What is being asked:
Filter this material down to the lines that hold "paths", copying each one.

──────

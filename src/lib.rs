pub use builder::{BuildError, BuildOutcome, StopReason, TreeOptions, Warning};
pub use classify::{classify_leaves, ExhaustiveTwoClass, TwoClassClusterer};
pub use compile::{compile, CompileError};
pub use config::{Config, ConfigError};
pub use distribution::{merge, MergeError, MergeOptions, ModelKind};
pub use oracle::{CompositeQuestionOracle, QuestionOracle, SimpleQuestionOracle};
pub use question::{CompositeQuestion, Context, Question, SimpleQuestion};
pub use serialize::{read_tree, write_tree, ParseError};
pub use stats::{StatsTable, UnitId, Units};
pub use tree::{Node, NodeId, Tree};

pub mod builder;
pub mod catalogue;
pub mod classify;
pub mod compile;
pub mod config;
pub mod corpus;
pub mod distribution;
pub mod forest;
pub mod oracle;
pub mod prune;
pub mod question;
pub mod serialize;
pub mod stats;
pub mod tree;

#[cfg(test)]
mod testing;
use anyhow::{bail, Context as _};
use statetie::catalogue::QuestionCatalogue;
use statetie::corpus::{Corpus, PhoneInventory};
use statetie::forest::{build_forest, label_tied_states};
use statetie::prune::{prune_to_leaf_count, prune_tree};
use statetie::{compile, read_tree, write_tree, Config, Tree};
use std::fs::File;
use std::io::{BufReader, BufWriter, Write};
use std::path::{Path, PathBuf};
use structopt::StructOpt;
use tracing::{info, warn};
use tracing_subscriber::EnvFilter;

#[derive(Debug, StructOpt)]
#[structopt(about = "Phonetic-context decision trees for state tying")]
enum Opt {
    /// Builds one tree per base phone and state
    Build {
        #[structopt(flatten)]
        common: Common,
        #[structopt(long, parse(from_os_str))]
        corpus: PathBuf,
        /// Directory receiving `<phone>-<state>.dtree` files
        #[structopt(long, parse(from_os_str))]
        out: PathBuf,
    },
    /// Prunes trees by occupancy and entropy, then to the configured leaf count
    Prune {
        #[structopt(flatten)]
        common: Common,
        #[structopt(long, parse(from_os_str))]
        out: PathBuf,
        #[structopt(parse(from_os_str), required = true)]
        trees: Vec<PathBuf>,
    },
    /// Prints the composite question selecting one cluster of a tree
    Quest {
        #[structopt(flatten)]
        common: Common,
        #[structopt(long, default_value = "1")]
        cluster: u32,
        #[structopt(parse(from_os_str))]
        tree: PathBuf,
    },
    /// Prints a tree with one indented line per node
    Show {
        #[structopt(flatten)]
        common: Common,
        #[structopt(parse(from_os_str))]
        tree: PathBuf,
    },
}

#[derive(Debug, StructOpt)]
struct Common {
    /// JSON configuration; defaults apply when absent
    #[structopt(long, parse(from_os_str))]
    config: Option<PathBuf>,
    /// JSON phone inventory with the phone sets
    #[structopt(long, parse(from_os_str))]
    phones: PathBuf,
}

impl Common {
    fn load(&self) -> anyhow::Result<(Config, PhoneInventory)> {
        let config = match &self.config {
            Some(path) => Config::from_path(path)
                .with_context(|| format!("cannot load {}", path.display()))?,
            None => Config::default(),
        };
        let inventory = PhoneInventory::from_path(&self.phones)
            .with_context(|| format!("cannot load {}", self.phones.display()))?;
        Ok((config, inventory))
    }
}

fn main() -> anyhow::Result<()> {
    tracing_subscriber::fmt()
        .with_env_filter(EnvFilter::try_from_default_env().unwrap_or_else(|_| EnvFilter::new("info")))
        .with_writer(std::io::stderr)
        .init();

    match Opt::from_args() {
        Opt::Build {
            common,
            corpus,
            out,
        } => build(&common, &corpus, &out),
        Opt::Prune { common, out, trees } => prune(&common, &out, &trees),
        Opt::Quest {
            common,
            cluster,
            tree,
        } => quest(&common, cluster, &tree),
        Opt::Show { common, tree } => show(&common, &tree),
    }
}

fn build(common: &Common, corpus: &Path, out: &Path) -> anyhow::Result<()> {
    let (config, inventory) = common.load()?;
    let sets = inventory.phone_sets()?;
    let loaded = Corpus::from_path(corpus)
        .and_then(|c| c.load(&inventory))
        .with_context(|| format!("cannot load {}", corpus.display()))?;
    if loaded.stats.shape().is_continuous() != (config.model == statetie::ModelKind::Continuous) {
        bail!("the corpus statistics do not match the configured model {:?}", config.model);
    }

    let catalogue = QuestionCatalogue::generate(&sets, config.all_phones);
    info!("{} questions over {} phone sets", catalogue.len(), sets.len());
    let mut forest = build_forest(loaded.units()?, &catalogue, &config)?;
    let n_tied = label_tied_states(forest.iter_mut().map(|g| &mut g.outcome.tree));
    info!("{} tied states", n_tied);

    std::fs::create_dir_all(out)?;
    for grown in &forest {
        for w in &grown.outcome.warnings {
            warn!("phone {} state {}: {}", grown.base, grown.state, w);
        }
        let phone = inventory
            .phone_name(grown.base)
            .map_or_else(|| grown.base.to_string(), str::to_owned);
        let path = out.join(format!("{}-{}.dtree", phone, grown.state));
        save(&path, &grown.outcome.tree)?;
    }
    Ok(())
}

fn prune(common: &Common, out: &Path, paths: &[PathBuf]) -> anyhow::Result<()> {
    let (config, inventory) = common.load()?;
    let sets = inventory.phone_sets()?;
    let mut trees = paths
        .iter()
        .map(|path| load(path, &sets))
        .collect::<anyhow::Result<Vec<_>>>()?;

    let options = config.prune_options();
    for (tree, path) in trees.iter_mut().zip(paths) {
        let removed = prune_tree(tree, &options);
        info!("{}: pruned {} nodes", path.display(), removed);
    }
    if let Some(wanted) = config.leaf_target {
        let leaves = prune_to_leaf_count(&mut trees, wanted);
        info!("{} leaves left, {} wanted", leaves, wanted);
    }

    for tree in &mut trees {
        tree.reindex();
    }
    let n_tied = label_tied_states(&mut trees);
    info!("{} tied states", n_tied);

    std::fs::create_dir_all(out)?;
    for (tree, path) in trees.iter().zip(paths) {
        let name = path.file_name().context("tree path has no file name")?;
        save(&out.join(name), tree)?;
    }
    Ok(())
}

fn quest(common: &Common, cluster: u32, path: &Path) -> anyhow::Result<()> {
    let (_, inventory) = common.load()?;
    let mut tree = load(path, &inventory.phone_sets()?)?;
    let labelled = tree
        .leaves()
        .into_iter()
        .any(|id| tree.node(id).and_then(|n| n.cluster()).is_some());
    if !labelled {
        warn!("{}: leaves carry no tied-state ids, numbering them from 0", path.display());
        tree.label_leaves(0);
    }
    let mut question = compile(&tree, cluster)?;
    question.simplify();
    println!("{}", question);
    Ok(())
}

fn show(common: &Common, path: &Path) -> anyhow::Result<()> {
    let (_, inventory) = common.load()?;
    let tree = load(path, &inventory.phone_sets()?)?;
    let stdout = std::io::stdout();
    let mut stdout = stdout.lock();
    write!(stdout, "{}", tree.display())?;
    writeln!(
        stdout,
        "{} nodes, {} leaves, {} twigs",
        tree.count_nodes(),
        tree.count_leaves(),
        tree.count_twigs()
    )?;
    Ok(())
}

fn load(path: &Path, sets: &statetie::question::PhoneSets) -> anyhow::Result<Tree> {
    let file = File::open(path).with_context(|| format!("cannot open {}", path.display()))?;
    read_tree(BufReader::new(file), sets).with_context(|| format!("cannot read {}", path.display()))
}

fn save(path: &Path, tree: &Tree) -> anyhow::Result<()> {
    let mut writer = BufWriter::new(File::create(path)?);
    write_tree(&mut writer, tree)?;
    writer.flush()?;
    info!("wrote {}", path.display());
    Ok(())
}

──────

Task result:
fn prune(common: &Common, out: &Path, paths: &[PathBuf]) -> anyhow::Result<()> {
    let mut trees = paths
    for (tree, path) in trees.iter_mut().zip(paths) {
    for (tree, path) in trees.iter().zip(paths) {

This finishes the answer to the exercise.